Negli anni Novanta era consolidata da molto tempo l’abitudine di ritrovarsi periodicamente in pista (quella famosa in “carbonella” – o meglio scorie di altoforno). Le corse erano praticamente delle campestri: d’inverno la superficie della pista, inzuppata d’acqua, diventava molle tanto da affondarci fino alle caviglie e d’estate talmente arida e polverosa che sembrava di correre nel Sahel, sulla pelle si appiccicava la polvere rossastra sollevata dai piedi.
Le prime a cui partecipai da neofita erano i Memorial in ricordo di Claudio Valentini: già dal 1985, anno in cui perì tragicamente sul Monte Rosa travolto da una slavina mentre discendeva in cordata con altri due compagni, gli amici organizzarono questa campestre a fine autunno e per consuetudine rimase negli anni a seguire come incontro conclusivo della stagione, allietato da un ristoro pre-natalizio.
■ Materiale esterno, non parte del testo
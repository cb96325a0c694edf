//! HTML and extension tags
//!
//! HTML tags are tracked on a stack of open names so that mismatched closing
//! tags can be flagged. Extension tags (`<ref>`, `<nowiki>`, ...) switch to
//! a body lexer that runs until the matching closing tag:
//!
//! ```text
//! <ref name="a">  body  </ref>
//! |   |         | |     |
//! |   |         | |     +-- ExtCloseTag -> TagName -> CloseBracket
//! |   |         | +-- ExtTagArea / ExtTokens (window ends at `</ref>`)
//! |   |         +-- `>` selects the body mode
//! |   +-- TagName -> ExtTagAttribute
//! +-- `<` bracket
//! ```

use crate::wikitext::config::{is_tag_name_char, TagMode};
use crate::wikitext::cursor::LineCursor;
use crate::wikitext::engine::Engine;
use crate::wikitext::state::{ActiveExtension, Context, State, TagKind};
use crate::wikitext::style::{self, Style};
use crate::wikitext::vocabulary::{tags as t, ExtId};
use memchr::memchr_iter;

/// Offset of the first `</name\s*>` in `text`, matching `name` case-insensitively
pub(crate) fn find_closing_tag(text: &str, name: &str) -> Option<usize> {
    let bytes = text.as_bytes();
    let name = name.as_bytes();
    memchr_iter(b'<', bytes).find(|&i| {
        let tail = &bytes[i + 1..];
        if tail.first() != Some(&b'/') || tail.len() < name.len() + 1 {
            return false;
        }
        if !tail[1..=name.len()].eq_ignore_ascii_case(name) {
            return false;
        }
        let after = &text[i + 2 + name.len()..];
        after.trim_start().starts_with('>')
    })
}

/// Consume a quoted attribute value opened by `quote`; restores on failure
///
/// The value may not contain `<`, `>` (nor, for HTML, the quote itself).
fn eat_quoted(c: &mut LineCursor<'_>, quote: char, allow_lt: bool) -> bool {
    let save = c.pos();
    if !c.eat(quote) {
        return false;
    }
    c.eat_while(|ch| ch != quote && ch != '>' && (allow_lt || ch != '<'));
    if c.eat(quote) {
        true
    } else {
        c.set_pos(save);
        false
    }
}

impl Engine {
    /// `<` was consumed: a comment, an extension tag or an HTML tag
    pub(crate) fn eat_open_angle(&self, c: &mut LineCursor<'_>, s: &mut State) -> Option<Style> {
        let save = c.pos();
        let close = c.eat('/');
        let name_start = c.pos();
        c.eat_while(is_tag_name_char);
        let len = c.pos() - name_start;

        if len == 0 {
            if !close && c.match_str("!--", true) {
                return Some(self.open_comment(c, s));
            }
            c.set_pos(save);
            return None;
        }

        let name = c.line()[name_start..c.pos()].to_lowercase();

        if let Some(ext) = self.vocabulary().extension(&name) {
            if close {
                return Some(style::local(s, Style::of(t::ERROR)));
            }
            c.set_pos(name_start);
            s.enter(Context::TagName {
                len,
                close: false,
                kind: TagKind::Ext(ext),
            });
            let ext_tag = self.vocabulary().extension_entry(ext).ext_tag;
            return Some(style::local(s, Style::of(t::EXTTAG_BRACKET).with(ext_tag)));
        }

        if self.config().is_html_tag(&name) {
            if close {
                if self.config().is_void_tag(&name) {
                    return Some(style::local(s, Style::of(t::ERROR)));
                }
                if s.open_html_tags.pop().as_deref() != Some(name.as_str()) {
                    return Some(style::local(s, Style::of(t::ERROR)));
                }
            }
            c.set_pos(name_start);
            s.enter(Context::TagName {
                len,
                close,
                kind: TagKind::Html,
            });
            return Some(style::local(s, Style::of(t::HTMLTAG_BRACKET)));
        }

        c.set_pos(save);
        None
    }

    pub(crate) fn in_tag_name(
        &self,
        c: &mut LineCursor<'_>,
        s: &mut State,
        len: usize,
        close: bool,
        kind: TagKind,
    ) -> Style {
        let start = c.pos();
        c.advance(len);
        let name = c.line()[start..c.pos()].to_lowercase();
        c.eat_space();

        match kind {
            TagKind::Html => {
                if close && !self.config().is_void_tag(&name) {
                    s.switch(Context::CloseBracket(TagKind::Html));
                } else {
                    s.switch(Context::HtmlTagAttribute { name });
                }
                style::local(s, Style::of(t::HTMLTAG_NAME))
            }
            TagKind::Ext(ext) => {
                if close {
                    s.switch(Context::CloseBracket(kind));
                } else {
                    s.switch(Context::ExtTagAttribute { ext });
                }
                let ext_tag = self.vocabulary().extension_entry(ext).ext_tag;
                style::local(s, Style::of(t::EXTTAG_NAME).with(ext_tag))
            }
        }
    }

    pub(crate) fn in_close_bracket(&self, c: &mut LineCursor<'_>, s: &mut State, kind: TagKind) -> Style {
        s.leave();
        if !c.eat('>') {
            return style::local(s, Style::of(t::ERROR));
        }
        match kind {
            TagKind::Html => style::local(s, Style::of(t::HTMLTAG_BRACKET)),
            TagKind::Ext(ext) => {
                let ext_tag = self.vocabulary().extension_entry(ext).ext_tag;
                style::local(s, Style::of(t::EXTTAG_BRACKET).with(ext_tag))
            }
        }
    }

    // ========================================================================
    // HTML tags
    // ========================================================================

    pub(crate) fn in_html_tag_attribute(&self, c: &mut LineCursor<'_>, s: &mut State, name: &str) -> Style {
        let start = c.pos();
        loop {
            if eat_quoted(c, '"', false) || eat_quoted(c, '\'', false) {
                continue;
            }
            if c.eat_if(|ch| !matches!(ch, '>' | '/' | '<' | '{' | '&' | '~')).is_none() {
                break;
            }
        }
        if c.pos() > start {
            return style::local(s, Style::of(t::HTMLTAG_ATTRIBUTE));
        }

        if c.eat('>') {
            if !self.config().is_void_tag(name) {
                s.open_html_tags.push(name.to_string());
            }
            s.leave();
            return style::local(s, Style::of(t::HTMLTAG_BRACKET));
        }
        if c.match_str("/>", true) {
            s.leave();
            return style::local(s, Style::of(t::HTMLTAG_BRACKET));
        }
        self.eat_wikitext(c, s, Style::of(t::HTMLTAG_ATTRIBUTE))
    }

    // ========================================================================
    // Extension tags
    // ========================================================================

    pub(crate) fn in_ext_tag_attribute(&self, c: &mut LineCursor<'_>, s: &mut State, ext: ExtId) -> Style {
        let entry = self.vocabulary().extension_entry(ext);
        let start = c.pos();
        loop {
            if eat_quoted(c, '"', true) || eat_quoted(c, '\'', true) {
                continue;
            }
            if c.eat_if(|ch| !matches!(ch, '>' | '/' | '<')).is_none() {
                break;
            }
        }
        if c.pos() > start {
            return style::local(s, Style::of(t::EXTTAG_ATTRIBUTE).with(entry.ext_tag));
        }

        if c.eat('>') {
            s.active_extension = self.config().extension_mode(&entry.name).map(|mode| {
                log_debug!("entering <{}> body as {:?}", entry.name, mode);
                Box::new(ActiveExtension {
                    ext,
                    mode,
                    embedded: (mode == TagMode::Wikitext).then(|| Box::new(State::new())),
                })
            });
            s.switch(Context::ExtTagArea { ext });
            return style::local(s, Style::of(t::EXTTAG_BRACKET).with(entry.ext_tag));
        }
        if c.match_str("/>", true) {
            s.leave();
            return style::local(s, Style::of(t::EXTTAG_BRACKET).with(entry.ext_tag));
        }
        self.eat_wikitext(c, s, Style::of(t::EXTTAG_ATTRIBUTE).with(entry.ext_tag))
    }

    pub(crate) fn in_ext_tag_area(&self, c: &mut LineCursor<'_>, s: &mut State, ext: ExtId) -> Style {
        let name = &self.vocabulary().extension_entry(ext).name;
        let window_end = match find_closing_tag(c.rest(), name) {
            Some(0) => {
                log_debug!("leaving <{}> body", name);
                s.active_extension = None;
                s.switch(Context::ExtCloseTag { ext });
                return self.in_ext_close_tag(c, s, ext);
            }
            Some(offset) => Some(c.pos() + offset),
            None => None,
        };
        s.enter(Context::ExtTokens { ext, window_end });
        self.in_ext_tokens(c, s, ext, window_end)
    }

    /// Body tokens of an extension tag, up to the closing tag or the end of the line
    pub(crate) fn in_ext_tokens(
        &self,
        c: &mut LineCursor<'_>,
        s: &mut State,
        ext: ExtId,
        window_end: Option<usize>,
    ) -> Style {
        let end = window_end.unwrap_or(c.line().len());
        let body = c.with_limit(end, |c| self.ext_body_token(c, s, ext));
        if c.pos() >= end {
            s.leave();
        }
        style::local(s, body)
    }

    fn ext_body_token(&self, c: &mut LineCursor<'_>, s: &mut State, ext: ExtId) -> Style {
        let body_tag = self.vocabulary().extension_entry(ext).body_tag;
        let Some(active) = s.active_extension.as_deref_mut() else {
            c.skip_to_end();
            return Style::of(t::EXTTAG);
        };

        let mut style = Style::of(body_tag);
        match (active.mode, active.embedded.as_deref_mut()) {
            (TagMode::Wikitext, Some(inner)) => {
                if c.eol() {
                    return style;
                }
                style.extend(&self.token(c, inner));
            }
            _ => {
                if c.eat('&') {
                    if self.scan_entity(c) {
                        style.push(t::HTML_ENTITY);
                    }
                } else {
                    c.eat_while(|ch| ch != '&');
                }
            }
        }
        style
    }

    pub(crate) fn in_ext_close_tag(&self, c: &mut LineCursor<'_>, s: &mut State, ext: ExtId) -> Style {
        let entry = self.vocabulary().extension_entry(ext);
        c.match_str("</", true);
        s.switch(Context::TagName {
            len: entry.name.len(),
            close: true,
            kind: TagKind::Ext(ext),
        });
        style::local(s, Style::of(t::EXTTAG_BRACKET).with(entry.ext_tag))
    }
}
Nella foto, una inquadratura della tribuna, la cui copertura, rimasta fino agli anni ’90, era stata smontata e trasportata dallo stadio di S.Siro.
Il Giuriati era allora un campo sportivo anomalo perché poteva contare su una pista di corsa di sei corsie (linee tirate col gesso!), lunga 475 metri. Solo nel 1995 la pista venne adeguata agli standard internazionali (pavimentazione in tartan, sviluppo di 400 metri e 8 corsie). In pratica il cuore dell’impianto era il campo di rugby e durante l’occupazione degli Alleati nel corso della Seconda Guerra Mondiale, la pista fu ricostruita dai soldati australiani che ne rispettarono le dimensioni, più estese di quello attuale.